Sa., 28. Mai 2022



  1. Philippe /

    Dabei wurde ausser Acht gelassen, dass die Fräi Ökologesch Demokratesch Partei (FÖDP) bereits mehrmals versucht hat das Thema 2017 an zu prangern. Und das Ganze ehe die Petition in Kraft getreten ist. Den offenen Brief kann man sogar auf der Webseite der Partei nachlesen, der am 3 Oktober 2017 an die Gesundheitsministerin ausgestellt wurde.
    Laut Partei wurden auch die Ärztekammer sowie die Patientenvertretung asbl Luxemburg informiert. Ich muss sagen, dass die FÖDP etwas schneller war und verstehe nicht warum solche Mitteilungen nicht in der Presse veröffentlicht werden. Einz steht fest, bei den kommenden Wahlen im Oktober wird nur die FÖDP gewählt ! Die Parteikandidaten haben es sich verdient.

  2. M /

    Warum sollte das System eigentlich bei den Ärzten nicht funktionieren? Bei den Kinés und den Apotheken gibt es das System bereits: dort zahlt der Bürger nur den kleinen Restanteil, der nicht von der Kasse übernommen wird, die Rechnung an sich wird dort direkt an die Gesundheitskasse weitergeleitet, welche die Kosten übernimmt. Könnte es daran liegen, dass manche Ärzte Sonderhonorare („convenance personnelle“) verrechnen, die unnötig sind und welche nicht von der Kasse rückerstattet werden, was dem Bürger bei einem Tiers-payant-System in aller Klarheit ersichtlich werden würde?

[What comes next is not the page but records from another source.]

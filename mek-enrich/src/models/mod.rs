//! Output data models

pub mod enriched_record;

pub use enriched_record::{
    EnrichedRecord, FieldConflict, FieldProvenance, IdentifierOutcome, SourceAttempt,
    SourceDescription, SourceFailure,
};
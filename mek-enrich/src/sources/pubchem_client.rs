// PubChem PUG REST Client
//
// Property table lookup by name, CID, or HMDB accession (registry-id xref),
// followed by best-effort synonym and description requests for the CID.

use super::{build_http_client, SourceAdapter, SourceError, SourcePayload};
use crate::error::EnrichError;
use crate::types::{kinds, put_list, put_text, CanonicalField, FieldMap, Lookup, SourceKind};
use async_trait::async_trait;
use serde::Deserialize;
use serde_json::Value;
use std::time::Duration;
use tracing::{debug, warn};

pub const DEFAULT_BASE_URL: &str = "https://pubchem.ncbi.nlm.nih.gov/rest/pug";

const PROPERTIES: &str = "MolecularFormula,MolecularWeight,CanonicalSMILES,InChI,IUPACName";

/// Synonym lists from PubChem run into the hundreds; keep the head
pub const MAX_SYNONYMS: usize = 20;

#[derive(Debug, Deserialize)]
struct PropertyResponse {
    #[serde(rename = "PropertyTable")]
    property_table: PropertyTable,
}

#[derive(Debug, Deserialize)]
struct PropertyTable {
    #[serde(rename = "Properties", default)]
    properties: Vec<CompoundProperties>,
}

#[derive(Debug, Deserialize)]
struct CompoundProperties {
    #[serde(rename = "CID")]
    cid: Option<u64>,
    #[serde(rename = "MolecularFormula")]
    molecular_formula: Option<String>,
    /// String in current responses, number in older ones
    #[serde(rename = "MolecularWeight")]
    molecular_weight: Option<Value>,
    #[serde(rename = "CanonicalSMILES", alias = "SMILES", alias = "ConnectivitySMILES")]
    smiles: Option<String>,
    #[serde(rename = "InChI")]
    inchi: Option<String>,
    #[serde(rename = "IUPACName")]
    iupac_name: Option<String>,
}

#[derive(Debug, Deserialize)]
struct InformationResponse {
    #[serde(rename = "InformationList")]
    information_list: InformationList,
}

#[derive(Debug, Deserialize)]
struct InformationList {
    #[serde(rename = "Information", default)]
    information: Vec<Information>,
}

#[derive(Debug, Deserialize)]
struct Information {
    #[serde(rename = "Synonym", default)]
    synonyms: Vec<String>,
    #[serde(rename = "Description")]
    description: Option<String>,
}

pub struct PubChemClient {
    client: reqwest::Client,
    base_url: String,
}

impl PubChemClient {
    pub fn new(base_url: Option<String>, timeout: Duration) -> Result<Self, EnrichError> {
        Ok(Self {
            client: build_http_client(timeout)?,
            base_url: base_url.unwrap_or_else(|| DEFAULT_BASE_URL.to_string()),
        })
    }

    fn endpoint(&self, segments: &[&str]) -> Result<reqwest::Url, SourceError> {
        let mut url = reqwest::Url::parse(&self.base_url)
            .map_err(|e| SourceError::Unavailable(format!("invalid PubChem base URL: {}", e)))?;
        url.path_segments_mut()
            .map_err(|_| SourceError::Unavailable("PubChem base URL cannot hold a path".into()))?
            .pop_if_empty()
            .extend(segments);
        Ok(url)
    }

    /// Property-table URL for the lookup, `None` when the lookup kind is not served
    fn property_url(&self, lookup: &Lookup) -> Result<Option<reqwest::Url>, SourceError> {
        let key = lookup.key().trim();
        let url = match lookup.kind() {
            None => self.endpoint(&["compound", "name", key, "property", PROPERTIES, "JSON"])?,
            Some(kinds::PUBCHEM_CID) => {
                self.endpoint(&["compound", "cid", key, "property", PROPERTIES, "JSON"])?
            }
            Some(kinds::HMDB) => self.endpoint(&[
                "compound", "xref", "RegistryID", key, "property", PROPERTIES, "JSON",
            ])?,
            Some(_) => return Ok(None),
        };
        Ok(Some(url))
    }

    async fn get_text(&self, url: reqwest::Url, what: &str) -> Result<String, SourceError> {
        let response = self.client.get(url).send().await?;
        if !response.status().is_success() {
            return Err(SourceError::from_status(response.status(), what));
        }
        Ok(response.text().await?)
    }

    async fn fetch_synonyms(&self, cid: &str) -> Result<Vec<String>, SourceError> {
        let url = self.endpoint(&["compound", "cid", cid, "synonyms", "JSON"])?;
        let body = self.get_text(url, "PubChem synonyms request").await?;
        parse_synonyms(&body)
    }

    async fn fetch_description(&self, cid: &str) -> Result<Option<String>, SourceError> {
        let url = self.endpoint(&["compound", "cid", cid, "description", "JSON"])?;
        let body = self.get_text(url, "PubChem description request").await?;
        parse_description(&body)
    }
}

#[async_trait]
impl SourceAdapter for PubChemClient {
    fn kind(&self) -> SourceKind {
        SourceKind::PubChem
    }

    fn accepts(&self, lookup: &Lookup) -> bool {
        matches!(lookup.kind(), None | Some(kinds::PUBCHEM_CID) | Some(kinds::HMDB))
            && !lookup.key().trim().is_empty()
    }

    async fn fetch(&self, lookup: &Lookup) -> Result<SourcePayload, SourceError> {
        let url = self.property_url(lookup)?.ok_or_else(|| {
            SourceError::NotFound(format!("identifier kind {:?} not served", lookup.kind()))
        })?;

        debug!(lookup_key = lookup.key(), "Fetching PubChem properties");
        let body = self.get_text(url, "PubChem property request").await?;
        let mut fields = parse_properties(&body)?;

        let cid = match fields.get(&CanonicalField::PubchemCid).and_then(|v| v.as_text()) {
            Some(cid) => cid.to_string(),
            None => return Ok(SourcePayload::from_fields(fields)),
        };

        // Secondary requests degrade the record, never fail it
        match self.fetch_synonyms(&cid).await {
            Ok(synonyms) => put_list(&mut fields, CanonicalField::Synonyms, synonyms),
            Err(e) => warn!(cid = %cid, error = %e, "PubChem synonyms unavailable"),
        }
        match self.fetch_description(&cid).await {
            Ok(Some(description)) => put_text(&mut fields, CanonicalField::Description, description),
            Ok(None) => {}
            Err(e) => warn!(cid = %cid, error = %e, "PubChem description unavailable"),
        }

        Ok(SourcePayload::from_fields(fields))
    }
}

/// First compound of a property-table response
pub fn parse_properties(body: &str) -> Result<FieldMap, SourceError> {
    let response: PropertyResponse = serde_json::from_str(body)?;
    let compound = response
        .property_table
        .properties
        .into_iter()
        .next()
        .ok_or_else(|| SourceError::NotFound("empty PubChem property table".into()))?;

    let mut fields = FieldMap::new();
    if let Some(cid) = compound.cid {
        put_text(&mut fields, CanonicalField::PubchemCid, cid.to_string());
    }
    if let Some(formula) = compound.molecular_formula {
        put_text(&mut fields, CanonicalField::Formula, formula);
    }
    match compound.molecular_weight {
        Some(Value::String(weight)) => put_text(&mut fields, CanonicalField::MolecularWeight, weight),
        Some(Value::Number(weight)) => {
            put_text(&mut fields, CanonicalField::MolecularWeight, weight.to_string())
        }
        _ => {}
    }
    if let Some(smiles) = compound.smiles {
        put_text(&mut fields, CanonicalField::Smiles, smiles);
    }
    if let Some(inchi) = compound.inchi {
        put_text(&mut fields, CanonicalField::Inchi, inchi);
    }
    if let Some(iupac) = compound.iupac_name {
        put_text(&mut fields, CanonicalField::IupacName, iupac);
    }

    Ok(fields)
}

/// Synonyms of the first information entry, capped at `MAX_SYNONYMS`
pub fn parse_synonyms(body: &str) -> Result<Vec<String>, SourceError> {
    let response: InformationResponse = serde_json::from_str(body)?;
    Ok(response
        .information_list
        .information
        .into_iter()
        .flat_map(|info| info.synonyms)
        .filter(|s| !s.trim().is_empty())
        .take(MAX_SYNONYMS)
        .collect())
}

/// First non-empty description entry (the title entry carries none)
pub fn parse_description(body: &str) -> Result<Option<String>, SourceError> {
    let response: InformationResponse = serde_json::from_str(body)?;
    Ok(response
        .information_list
        .information
        .into_iter()
        .filter_map(|info| info.description)
        .find(|d| !d.trim().is_empty()))
}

  3. Serenissima en Escher Jong /

    Das System funktioniert gut bei den Apotheken und den Physiotherapeuten…also kein Grund es endlich auch aus zu dehnen auf die Ärzteschaft…es sei denn dass da einige Partikularinteresse getroffen werden…die Regierung sollte es per Gesetz verordnen und nach einer Frist von 3-6 Monaten obligatorisch machen…aus die Maus. Es ist eine soziale Maßnahme.